Оноре де Бальзак
Булонский лес и Люксембургский сад
Есть люди, которые по любому поводу создают портрет французской молодежи и при этом описывают целое поколение с такой уверенностью и определенностью, словно речь идет об одном человеке. Самые разнообразные характеры, нравы и умы они выражают одной общей формулой, и, послушав их, можно подумать, будто все, кто не достиг возраста, дающего избирательные права, думают, действуют и живут словно по команде. Но формула эта меняется в зависимости от автора. Отсюда определения самые неожиданные и противоречивые: молодежь серьезна, молодежь легкомысленна; она трудолюбива, она предается безделью; она полна учености, она невежественна; она невоспитанна, она образец прекрасных манер и не знает равных в области хорошего тона и вкуса; она действует, не думая, она думает, не действуя.
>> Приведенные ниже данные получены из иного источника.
//! Shared utilities for CLI commands

use anyhow::{Context, Result};
use chrono::{DateTime, Utc};
use serde::Serialize;
use std::fmt;
use std::path::{Path, PathBuf};
use std::time::Instant;
use vf_core::{Config, Selection, ViewFile};
use vf_deploy::{DeployError, DeploymentPlanner};

use crate::cli::{GlobalArgs, SelectArgs};

/// Error type representing a non-zero process exit code.
///
/// Use `return Err(ExitCode(N).into())` instead of `std::process::exit(N)`
/// so that RAII destructors run and cleanup happens properly.
#[derive(Debug)]
pub(crate) struct ExitCode(pub(crate) i32);

impl fmt::Display for ExitCode {
    fn fmt(&self, f: &mut fmt::Formatter<'_>) -> fmt::Result {
        // Intentionally empty: ExitCode is a control-flow mechanism, not a
        // user-facing error.
        write!(f, "")
    }
}

impl std::error::Error for ExitCode {}

/// Per-view status shown in result tables and JSON output.
#[derive(Debug, Clone, Copy, PartialEq, Eq, Serialize)]
#[serde(rename_all = "lowercase")]
pub(crate) enum RunStatus {
    Success,
    Error,
    Skipped,
}

impl fmt::Display for RunStatus {
    fn fmt(&self, f: &mut fmt::Formatter<'_>) -> fmt::Result {
        match self {
            RunStatus::Success => write!(f, "success"),
            RunStatus::Error => write!(f, "error"),
            RunStatus::Skipped => write!(f, "skipped"),
        }
    }
}

/// A loaded project: its root directory and parsed configuration
#[derive(Debug)]
pub(crate) struct Project {
    pub root: PathBuf,
    pub config: Config,
}

/// Load the project named by the global CLI arguments.
///
/// `--config` wins over the config file in the project directory;
/// `--verbose` switches on `deployment.verbose` for this invocation.
pub(crate) fn load_project(global: &GlobalArgs) -> Result<Project> {
    let root = PathBuf::from(&global.project_dir);
    let mut config = match &global.config {
        Some(path) => Config::load(Path::new(path)),
        None => Config::load_from_dir(&root),
    }
    .context("Failed to load project configuration")?;

    if global.verbose {
        config.deployment.verbose = true;
    }

    Ok(Project { root, config })
}

/// Turn the command line selection into a discovery selection
pub(crate) fn selection(args: &SelectArgs) -> Selection {
    Selection::from_items(args.items())
}

/// Target and available view files for an inspection command, or `None`
/// (after telling the user) when the selection is empty
pub(crate) fn discover_views(
    planner: &DeploymentPlanner<'_>,
    selection: &Selection,
) -> Result<Option<(Vec<ViewFile>, Vec<ViewFile>)>> {
    match planner.discover(selection) {
        Ok(found) => Ok(Some(found)),
        Err(DeployError::NoViews) => {
            eprintln!("No SQL files found to analyze");
            Ok(None)
        }
        Err(e) => Err(e).context("View discovery failed"),
    }
}

/// Common envelope for JSON command output.
///
/// Most commands produce a timestamp, elapsed time, success/failure counts,
/// and a vec of per-item results.
#[derive(Debug, Clone, Serialize)]
pub(crate) struct CommandResults<T: Serialize> {
    pub timestamp: DateTime<Utc>,
    pub elapsed_secs: f64,
    pub success_count: usize,
    pub failure_count: usize,
    pub results: Vec<T>,
}

impl<T: Serialize> CommandResults<T> {
    /// Build the envelope, stamping the current time
    pub(crate) fn new(
        start: Instant,
        success_count: usize,
        failure_count: usize,
        results: Vec<T>,
    ) -> Self {
        Self {
            timestamp: Utc::now(),
            elapsed_secs: start.elapsed().as_secs_f64(),
            success_count,
            failure_count,
            results,
        }
    }
}

/// Print `data` as pretty JSON on stdout
pub(crate) fn print_json<T: Serialize + ?Sized>(data: &T) -> Result<()> {
    let json = serde_json::to_string_pretty(data).context("Failed to serialize results")?;
    println!("{}", json);
    Ok(())
}

// ---------------------------------------------------------------------------
// Table-printing utilities
// ---------------------------------------------------------------------------

/// Calculate column widths for a table given headers and row data.
///
/// For each column, returns the maximum width across the header and all
/// row values so that data aligns when printed with left-padding.
pub(crate) fn calculate_column_widths(headers: &[&str], rows: &[Vec<String>]) -> Vec<usize> {
    let mut widths: Vec<usize> = headers.iter().map(|h| h.chars().count()).collect();
    for row in rows {
        for (w, cell) in widths.iter_mut().zip(row.iter()) {
            *w = (*w).max(cell.chars().count());
        }
    }
    widths
}

/// Format a table as lines: header, dash separator, then each row.
/// Columns are separated by two spaces.
pub(crate) fn format_table(headers: &[&str], rows: &[Vec<String>]) -> Vec<String> {
    let widths = calculate_column_widths(headers, rows);
    let pad_row = |cells: Vec<&str>| -> String {
        cells
            .iter()
            .zip(&widths)
            .map(|(cell, &w)| format!("{:<width$}", cell, width = w))
            .collect::<Vec<_>>()
            .join("  ")
            .trim_end()
            .to_string()
    };

    let mut lines = Vec::with_capacity(rows.len() + 2);
    lines.push(pad_row(headers.to_vec()));
    lines.push(
        widths
            .iter()
            .map(|&w| "-".repeat(w))
            .collect::<Vec<_>>()
            .join("  "),
    );
    for row in rows {
        lines.push(pad_row(row.iter().map(String::as_str).collect()));
    }
    lines
}

/// Print a formatted table to stdout.
///
/// # Examples
///
/// ```ignore
/// print_table(
///     &["VIEW", "STATUS"],
///     &[vec!["orders".into(), "success".into()]],
/// );
/// // VIEW    STATUS
/// // ------  -------
/// // orders  success
/// ```
pub(crate) fn print_table(headers: &[&str], rows: &[Vec<String>]) {
    for line in format_table(headers, rows) {
        println!("{}", line);
    }
}

#[cfg(test)]
#[path = "common_test.rs"]
mod tests;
Одним словом, самых разнообразных определений, какие только можно найти в трудах натуралистов, философов и публицистов, не хватило бы, чтобы обрисовать это многоликое существо, именуемое молодежью.
Если бы живопись могла прийти на помощь слову, я предложил бы последовать примеру добрых людей, которые, желая изобразить Францию, набрасывают на полотне внушительную фигуру женщины с короной на голове, не позабыв при этом о неизбежном голубом платье и белых лилиях. Кто не говорит ничего, говорит все. Сбросив лет десять и переменив пол, эта дама вполне могла бы представить французскую молодежь. Но где найти слова, которые могли бы заменить голубое платье, и какой писатель найдет ту широту мысли, ту удачную неопределенность выражения, которые сообщают картине художника все достоинства алгебраической формулы? Если алгебра не сжалится над литературой, придется отказаться от мысли сочетать столь противоречивые суждения, и французская молодежь будет вынуждена принять в качестве определения письмо г-жи де Севинье[1] о замужестве Мадмуазель[2] и предстать перед судом потомства, которое, подобно г-же де Гриньян, откажется разгадать эту загадку.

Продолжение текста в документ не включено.